Constraint-Induced Language Therapy (CILT), for example, requires that you can speak a certain number of words in a sentence, are a moderate to milder aphasia and that you have a certain level of comprehension. This treatment significantly limits any type of communication except speech. You have to follow a very specific treatment pattern. Research has actually found that since CILT is done for several hours at a time that the INTENSITY of the treatment is the largest factor when it improves someone’s speech. Does this improvement transfer to the real world?

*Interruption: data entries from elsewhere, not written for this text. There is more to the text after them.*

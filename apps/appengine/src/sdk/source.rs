//! Source resolution.
//!
//! Maps an SDK identifier to a concrete location to fetch from. Versions are
//! routed to one of three hosting schemes:
//!
//! - the current release lives under the `featured` bucket,
//! - releases newer than [`legacy_cutoff`] live in per-version `deprecated`
//!   buckets,
//! - everything up to and including the cutoff lives on the old code-hosting
//!   archive.
//!
//! Identifiers that are not versions are either HTTP(S) URLs, used verbatim,
//! or local paths.

use std::fmt;
use std::path::PathBuf;

use anyhow::Result;
use reqwest::Url;

use super::version::{Identifier, SdkVersion, parse_identifier};
use crate::errors::SdkError;

/// Last release hosted on the old code-hosting archive.
const LEGACY_CUTOFF: (u64, u64, u64) = (1, 8, 9);

const FEATURED_PREFIX: &str = "https://storage.googleapis.com/appengine-sdks/featured";
const DEPRECATED_PREFIX: &str = "http://storage.googleapis.com/appengine-sdks/deprecated";
const LEGACY_PREFIX: &str = "http://googleappengine.googlecode.com/files";

/// Where an archive is fetched from.
#[derive(Debug, Clone, PartialEq, Eq)]
pub enum ResolvedSource {
    /// An HTTP or HTTPS location. `raw` is the text the URL came from, kept
    /// verbatim for display and records; `url` is what gets requested.
    Remote { url: Url, raw: String },
    /// An absolute path on the local filesystem.
    Local(PathBuf),
}

impl fmt::Display for ResolvedSource {
    fn fmt(&self, f: &mut fmt::Formatter<'_>) -> fmt::Result {
        match self {
            Self::Remote { raw, .. } => f.write_str(raw),
            Self::Local(path) => write!(f, "{}", path.display()),
        }
    }
}

impl ResolvedSource {
    /// A remote source whose text is the URL's own serialization.
    #[must_use]
    pub fn remote(url: Url) -> Self {
        Self::Remote {
            raw: url.to_string(),
            url,
        }
    }
}

/// The newest release still served from the legacy archive.
#[must_use]
pub fn legacy_cutoff() -> SdkVersion {
    let (major, minor, patch) = LEGACY_CUTOFF;
    SdkVersion::new(major, minor, patch)
}

/// Which hosting scheme a version is downloaded from.
#[derive(Debug, Clone, Copy, PartialEq, Eq)]
pub enum Bucket {
    /// The release the catalog reports as current.
    Featured,
    /// A per-version bucket for releases after the legacy cutoff.
    Deprecated,
    /// The old code-hosting archive.
    Legacy,
}

impl Bucket {
    /// Picks the hosting scheme for `version` given the current release.
    #[must_use]
    pub fn select(version: &SdkVersion, current: &SdkVersion) -> Self {
        if version == current {
            Self::Featured
        } else if *version > legacy_cutoff() {
            Self::Deprecated
        } else {
            Self::Legacy
        }
    }

    /// Download URL of `version` in this bucket.
    #[must_use]
    pub fn url_for(self, version: &SdkVersion) -> String {
        let file = format!("google_appengine_{}.zip", version.literal());
        match self {
            Self::Featured => format!("{FEATURED_PREFIX}/{file}"),
            Self::Deprecated => format!("{DEPRECATED_PREFIX}/{}/{file}", version.bucket()),
            Self::Legacy => format!("{LEGACY_PREFIX}/{file}"),
        }
    }
}

/// Resolves an identifier against the current release.
///
/// # Errors
///
/// Returns [`SdkError::VersionResolutionAmbiguous`] if the identifier is
/// blank, uses a URL scheme other than `http`/`https`, or cannot be turned
/// into an absolute path.
pub fn resolve(identifier: &str, current: &SdkVersion) -> Result<ResolvedSource> {
    let text = match parse_identifier(identifier) {
        Identifier::Parsed(version) => {
            let bucket = Bucket::select(&version, current);
            let url = bucket.url_for(&version);
            tracing::debug!(%version, ?bucket, %url, "resolved version");
            let url = Url::parse(&url).map_err(|e| {
                SdkError::ambiguous(identifier, format!("invalid download URL {url}: {e}"))
            })?;
            return Ok(ResolvedSource::remote(url));
        }
        Identifier::Unparsed(text) => text,
    };

    if text.trim().is_empty() {
        return Err(SdkError::ambiguous(identifier, "identifier is empty").into());
    }

    if let Ok(url) = Url::parse(&text) {
        match url.scheme() {
            "http" | "https" => {
                return Ok(ResolvedSource::Remote {
                    url,
                    raw: text,
                });
            }
            // A one-letter scheme is a Windows drive such as `C:\sdk.zip`.
            scheme if scheme.len() > 1 => {
                return Err(SdkError::ambiguous(
                    identifier,
                    format!("unsupported URL scheme '{scheme}'"),
                )
                .into());
            }
            _ => {}
        }
    }

    let path = std::path::absolute(&text)
        .map_err(|e| SdkError::ambiguous(identifier, format!("not a usable path: {e}")))?;
    Ok(ResolvedSource::Local(path))
}

#[cfg(test)]
mod tests {
    use super::*;

    fn version(text: &str) -> SdkVersion {
        SdkVersion::parse(text).expect("Should parse version")
    }

    fn remote(source: ResolvedSource) -> String {
        match source {
            ResolvedSource::Remote { raw, .. } => raw,
            ResolvedSource::Local(path) => panic!("expected remote, got {}", path.display()),
        }
    }

    #[test]
    fn current_version_uses_featured_bucket() {
        let current = version("1.9.91");
        let url = remote(resolve("1.9.91", &current).expect("Should resolve"));
        assert_eq!(
            url,
            "https://storage.googleapis.com/appengine-sdks/featured/google_appengine_1.9.91.zip"
        );
    }

    #[test]
    fn current_version_wins_even_below_cutoff() {
        let current = version("1.8.0");
        let url = remote(resolve("1.8.0", &current).expect("Should resolve"));
        assert!(url.contains("/featured/"), "{url}");
    }

    #[test]
    fn newer_than_cutoff_uses_deprecated_bucket() {
        let current = version("1.9.91");
        let url = remote(resolve("1.9.40", &current).expect("Should resolve"));
        assert_eq!(
            url,
            "http://storage.googleapis.com/appengine-sdks/deprecated/1940/google_appengine_1.9.40.zip"
        );
    }

    #[test]
    fn cutoff_itself_is_legacy() {
        let current = version("1.9.91");
        let url = remote(resolve("1.8.9", &current).expect("Should resolve"));
        assert_eq!(
            url,
            "http://googleappengine.googlecode.com/files/google_appengine_1.8.9.zip"
        );
    }

    #[test]
    fn older_than_cutoff_is_legacy() {
        let current = version("1.9.91");
        let url = remote(resolve("1.7.5", &current).expect("Should resolve"));
        assert!(url.starts_with("http://googleappengine.googlecode.com/files/"));
    }

    #[test]
    fn one_past_cutoff_is_deprecated() {
        let current = version("1.9.91");
        let url = remote(resolve("1.8.10", &current).expect("Should resolve"));
        assert!(url.contains("/deprecated/1810/"), "{url}");
    }

    #[test]
    fn numerically_equal_literal_keeps_user_spelling() {
        let current = version("1.9.0");
        let url = remote(resolve("1.09.0", &current).expect("Should resolve"));
        assert!(url.ends_with("/featured/google_appengine_1.09.0.zip"), "{url}");
    }

    #[test]
    fn http_urls_pass_through() {
        let current = version("1.9.91");
        for input in [
            "http://example.com/sdk.zip",
            "https://mirror.example.org/path/google_appengine_1.9.91.zip",
        ] {
            let url = remote(resolve(input, &current).expect("Should resolve"));
            assert_eq!(url, input);
        }
    }

    #[test]
    fn suffixed_version_falls_through_to_path() {
        let current = version("1.9.91");
        let source = resolve("1.9.91-rc1", &current).expect("Should resolve");
        let ResolvedSource::Local(path) = source else {
            panic!("expected local path");
        };
        assert!(path.is_absolute());
        assert!(path.ends_with("1.9.91-rc1"));
    }

    #[test]
    fn relative_path_becomes_absolute() {
        let current = version("1.9.91");
        let source = resolve("downloads/sdk.zip", &current).expect("Should resolve");
        let expected = std::env::current_dir()
            .expect("Should have cwd")
            .join("downloads/sdk.zip");
        assert_eq!(source, ResolvedSource::Local(expected));
    }

    #[test]
    fn absolute_path_is_kept() {
        let current = version("1.9.91");
        let source = resolve("/tmp/google_appengine.zip", &current).expect("Should resolve");
        assert_eq!(
            source,
            ResolvedSource::Local(PathBuf::from("/tmp/google_appengine.zip"))
        );
    }

    #[test]
    fn empty_identifier_is_ambiguous() {
        let current = version("1.9.91");
        for input in ["", "   "] {
            let err = resolve(input, &current).expect_err("Should fail");
            assert!(matches!(
                err.downcast_ref::<SdkError>(),
                Some(SdkError::VersionResolutionAmbiguous { .. })
            ));
        }
    }

    #[test]
    fn unsupported_scheme_is_ambiguous() {
        let current = version("1.9.91");
        let err = resolve("ftp://example.com/sdk.zip", &current).expect_err("Should fail");
        assert!(matches!(
            err.downcast_ref::<SdkError>(),
            Some(SdkError::VersionResolutionAmbiguous { .. })
        ));
    }

    #[test]
    fn resolved_source_displays_location() {
        let local = ResolvedSource::Local(PathBuf::from("/tmp/sdk.zip"));
        assert_eq!(local.to_string(), "/tmp/sdk.zip");

        let remote = ResolvedSource::remote(Url::parse("https://example.com/a.zip").unwrap());
        assert_eq!(remote.to_string(), "https://example.com/a.zip");
    }

    #[test]
    fn non_canonical_urls_are_returned_unchanged() {
        let current = version("1.9.91");
        for (input, requested) in [
            ("http://example.com", "http://example.com/"),
            ("HTTP://Example.COM/sdk.zip", "http://example.com/sdk.zip"),
            ("https://host/a b.zip", "https://host/a%20b.zip"),
            ("https://host:443/sdk.zip", "https://host/sdk.zip"),
        ] {
            let source = resolve(input, &current).expect("Should resolve");
            assert_eq!(source.to_string(), input);
            let ResolvedSource::Remote { url, raw } = source else {
                panic!("expected remote for {input}");
            };
            assert_eq!(raw, input);
            assert_eq!(url.as_str(), requested);
        }
    }
}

Another treatment I am constantly asked about is Melodic Intonation Treatment, or “singing therapy”. Many doctors seem to think that this is a miracle cure for any type of aphasia, and that’s not true. While this therapy has been around for quite a while, I rarely use it. Again, it follows a very specific protocol for treatment. The client “sings” 1-3 word phrases while responding to a picture card. Even if you get good at remembering what to sing when you see the card, I’ve never seen it transfer to real life. While it may help “unlock” a few words, it’s always related to the pictures. It has mixed reviews in the literature. This isn’t to say that sometimes some clients benefit from this to an extent—I’m saying that as a whole, you can’t put all your eggs into one treatment basket and expect great results. Yes, people with aphasia can often sing when they can’t speak, and that’s beautiful. Does it transfer to daily life as a significant treatment method? Not in my experience.
I’ve never had a client at the intensive program who started a specific type of treatment the way it’s done in the research and wanted to do it after the first two times. It’s very specific, very dry, and doesn’t relate to real life. Research is great because it gives us the idea of treatment methods, but these methods then need to be modified to fit each individual with aphasia. Aphasia treatment is different for each individual. Some treatments are for people with fluent aphasia, some are for people with non-fluent aphasia. The beauty of having therapy for five hours a day in an intensive setting is that the aphasia therapists get to explore more possibilities in less time. If we see that a treatment isn’t working right away, we can try another. We get to really fine-tune and deeply explore the aphasia strengths and deficits because we have time to do it. This translates into a variety of treatments used for maximum benefit. In an outpatient setting, it may take several weeks before we could tell if something was working or not for a variety of reasons, including time constraints.
The moral of the story is that unfortunately, there is not great cure-all treatment in aphasia. Please be open to a variety of evidence-based treatments and don’t rely upon anecdotes. Determine first is your loved one is a candidate for a certain type of therapy. Every person with aphasia is different and has the potential to improve, but not necessarily by taking the same path.